I didn’t know the Toy Story kid was called ANDsometimesY. Oh wait, it’s AND Y due to the long themers. SOAMI a BOzO for not seeing it right off? And a half-doz long downers. I guess not bad for a Mon-puz.

Did not particularly like ONELB, reminds me of dealer-talk.

Together in the NE – UNLIT NEONS – what’s the point?


No yeah babies in sight, just ARMCANDY, which makes this puz OK.

rain forest 1:55 PM  

Good to see @Spacey here before I comment. Comforts the rain forest.
If I were a real-timer, I'd be one of the crankypants, I think. Moderation in everything, I say, including moderation. Howe'er, OFL apparently is determined to stay on this train. Well, it is his train.
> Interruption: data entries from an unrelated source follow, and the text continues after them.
//! Data Sanitization
//!
//! Numerical stability utilities.
//!
//! Functions:
//! - Non-finite mastery lookup
//! - Mastery clamping
//! - Snapshot validation
//! - Guarded division

use std::collections::BTreeMap;

use crate::error::PlanError;
use crate::types::{PlanSnapshot, EPSILON};

/// First topic (in id order) whose mastery is NaN or infinite
pub fn first_non_finite(topic_mastery: &BTreeMap<String, f64>) -> Option<&str> {
    topic_mastery
        .iter()
        .find(|(_, m)| !m.is_finite())
        .map(|(topic_id, _)| topic_id.as_str())
}

/// Clamp a mastery estimate to [0, 1]
pub fn sanitize_mastery(value: f64) -> f64 {
    value.clamp(0.0, 1.0)
}

/// Divide, returning `None` when the denominator is (close to) zero or the result is not finite
pub fn safe_ratio(numerator: f64, denominator: f64) -> Option<f64> {
    if denominator.abs() < EPSILON {
        return None;
    }
    let ratio = numerator / denominator;
    ratio.is_finite().then_some(ratio)
}

/// Clamp a score-like factor into [0, 1], mapping NaN to 0
pub fn unit_interval(value: f64) -> f64 {
    if value.is_nan() {
        0.0
    } else {
        value.clamp(0.0, 1.0)
    }
}

/// Validate a fetched snapshot and return a copy with mastery clamped to [0, 1]
pub fn sanitize_snapshot(snapshot: &PlanSnapshot) -> Result<PlanSnapshot, PlanError> {
    if !snapshot.current_score.is_finite() {
        return Err(PlanError::InvalidInput(format!(
            "current score is not finite: {}",
            snapshot.current_score
        )));
    }

    if let Some(topic_id) = first_non_finite(&snapshot.topic_mastery) {
        return Err(PlanError::InvalidInput(format!(
            "mastery for topic {topic_id} is not finite"
        )));
    }

    let mut topic_mastery = BTreeMap::new();
    for (topic_id, &mastery) in &snapshot.topic_mastery {
        let clamped = sanitize_mastery(mastery);
        if clamped != mastery {
            tracing::warn!(topic_id = %topic_id, mastery, "mastery outside [0, 1], clamping");
        }
        topic_mastery.insert(topic_id.clone(), clamped);
    }

    let mut topics = BTreeMap::new();
    for (topic_id, info) in &snapshot.topics {
        let mut info = info.clone();
        if !info.weight.is_finite() || info.weight < 0.0 {
            tracing::warn!(
                topic_id = %topic_id,
                weight = info.weight,
                "invalid topic weight, using 1.0"
            );
            info.weight = 1.0;
        }
        topics.insert(topic_id.clone(), info);
    }

    Ok(PlanSnapshot {
        current_score: snapshot.current_score,
        topic_mastery,
        topics,
    })
}
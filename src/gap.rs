//! Gap Analysis
//!
//! Turns per-topic mastery plus the overall score gap into a ranked list of
//! focus areas.
//!
//! Unit convention: 100 score points ≈ 1.0 mastery point, so
//! `target = min(0.95, mastery + score_gap / 100)`.
//!
//! A non-positive score gap keeps every target at or below current mastery,
//! so such a request yields no focus areas and a maintenance-only plan.

use std::collections::BTreeMap;

use crate::types::{
    FocusArea, Strategy, TopicInfo, FOCUS_GAP_THRESHOLD, HOURS_PER_MASTERY_POINT, MAX_MASTERY,
    SCORE_POINTS_PER_MASTERY,
};

pub struct GapAnalyzer;

impl GapAnalyzer {
    /// Rank topics whose mastery gap exceeds the focus threshold, by
    /// improvement potential descending. Ties keep topic-id order.
    pub fn analyze(
        topic_mastery: &BTreeMap<String, f64>,
        topics: &BTreeMap<String, TopicInfo>,
        target_score: f64,
        current_score: f64,
    ) -> Vec<FocusArea> {
        let score_gap = target_score - current_score;

        let mut areas: Vec<FocusArea> = topic_mastery
            .iter()
            .filter_map(|(topic_id, &mastery)| {
                let target_mastery =
                    (mastery + score_gap / SCORE_POINTS_PER_MASTERY).min(MAX_MASTERY);
                let gap = target_mastery - mastery;
                if gap <= FOCUS_GAP_THRESHOLD {
                    return None;
                }

                let info = topics
                    .get(topic_id)
                    .cloned()
                    .unwrap_or_else(|| TopicInfo::fallback(topic_id));

                Some(FocusArea {
                    topic_id: topic_id.clone(),
                    topic_name: info.name,
                    current_mastery: mastery,
                    target_mastery,
                    improvement_potential: gap * info.weight,
                    time_required: gap * HOURS_PER_MASTERY_POINT,
                    strategy: Strategy::from_gap(gap),
                })
            })
            .collect();

        areas.sort_by(|a, b| b.improvement_potential.total_cmp(&a.improvement_potential));

        tracing::debug!(
            topics = topic_mastery.len(),
            focus_areas = areas.len(),
            score_gap,
            "gap analysis complete"
        );

        areas
    }
}
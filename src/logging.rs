//! Tracing setup for the planner binary.
//!
//! Plan JSON owns stdout, so every log line goes to stderr. A daily rolling
//! `planner.log` is added when `ENABLE_FILE_LOGS` is set.

use tracing_appender::non_blocking::WorkerGuard;
use tracing_appender::rolling::{RollingFileAppender, Rotation};
use tracing_subscriber::{fmt, layer::SubscriberExt, util::SubscriberInitExt, EnvFilter};

const LOG_FILE_PREFIX: &str = "planner.log";
const DEFAULT_LOG_DIR: &str = "./logs";

/// Keeps the file writer flushing; buffered lines are written out when dropped.
pub struct FileLogGuard {
    _guard: WorkerGuard,
}

fn is_enabled_flag(value: &str) -> bool {
    matches!(value.trim().to_ascii_lowercase().as_str(), "true" | "1" | "yes")
}

/// Whether `ENABLE_FILE_LOGS` asks for the rolling planner log
pub fn file_logging_enabled() -> bool {
    std::env::var("ENABLE_FILE_LOGS")
        .map(|v| is_enabled_flag(&v))
        .unwrap_or(false)
}

/// Install the global subscriber. Safe to call twice; the second call is a no-op.
pub fn init_tracing(log_level: &str) -> Option<FileLogGuard> {
    let env_filter = EnvFilter::try_new(log_level).unwrap_or_else(|_| EnvFilter::new("info"));
    let stderr_layer = fmt::layer().with_writer(std::io::stderr).with_target(true);

    if file_logging_enabled() {
        let log_dir = std::env::var("LOG_DIR").unwrap_or_else(|_| DEFAULT_LOG_DIR.to_string());
        if let Err(err) = std::fs::create_dir_all(&log_dir) {
            eprintln!("failed to create log directory {log_dir}: {err}");
        } else {
            let file_appender = RollingFileAppender::new(Rotation::DAILY, &log_dir, LOG_FILE_PREFIX);
            let (file_writer, guard) = tracing_appender::non_blocking(file_appender);
            let file_layer = fmt::layer()
                .with_writer(file_writer)
                .with_ansi(false)
                .with_target(true);

            let _ = tracing_subscriber::registry()
                .with(env_filter)
                .with(stderr_layer)
                .with(file_layer)
                .try_init();

            return Some(FileLogGuard { _guard: guard });
        }
    }

    let _ = tracing_subscriber::registry()
        .with(env_filter)
        .with(stderr_layer)
        .try_init();

    None
}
A cute puzzle, ideal for Monday, with touches of elegance in several of the downs as well as the themers, and the AND Y ending was perfect.

Those solving it as a themeless--good for you! But, for me, figuring out the theme, even after the solve, can be fun, as it was here. Anyway, themed or themeless, just solve the damn thing, I say. I also say your age matters not. Just solve the damn thing. Oh, did I already say that?

Must go ere I get as curmudgeonly as the champeen of curmudgeonliness.

leftcoastTAM 3:19 PM  

I get it that the puzzle is aesthetically pleasing to many. Might there not also be a little bite? Lot of niceness here; the pendulum has swung far, maybe too far.

rondo 7:30 PM  

Hello, anyone home??

I didn’t know the Toy Story kid was called ANDsometimesY. Oh wait, it’s AND Y due to the long themers. SOAMI a BOzO for not seeing it right off? And a half-doz long downers. I guess not bad for a Mon-puz.

Did not particularly like ONELB, reminds me of dealer-talk.

Together in the NE – UNLIT NEONS – what’s the point?


No yeah babies in sight, just ARMCANDY, which makes this puz OK.